Segment Start: Records to use
//! Settings endpoint
//!
//! A small HTTP surface for field configuration: a status page, a
//! settings form, and the save handler that merges the form into the
//! configuration store and restarts the bridge.

pub mod settings;

use axum::{
    routing::{get, post},
    Router,
};
use std::sync::Arc;

use crate::AppState;

/// Create the server router
pub fn create_router(state: Arc<AppState>) -> Router {
    Router::new()
        .route("/", get(settings::status_page))
        .route("/settings", get(settings::settings_page))
        .route("/save", post(settings::save_settings))
        .with_state(state)
}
Segment End: Records to use
Output each line of the records above exactly, beginning at the first, and stop once the line containing "use crate::AppState;" has been output.

//! Settings endpoint
//!
//! A small HTTP surface for field configuration: a status page, a
//! settings form, and the save handler that merges the form into the
//! configuration store and restarts the bridge.

pub mod settings;

use axum::{
    routing::{get, post},
    Router,
};
use std::sync::Arc;

use crate::AppState;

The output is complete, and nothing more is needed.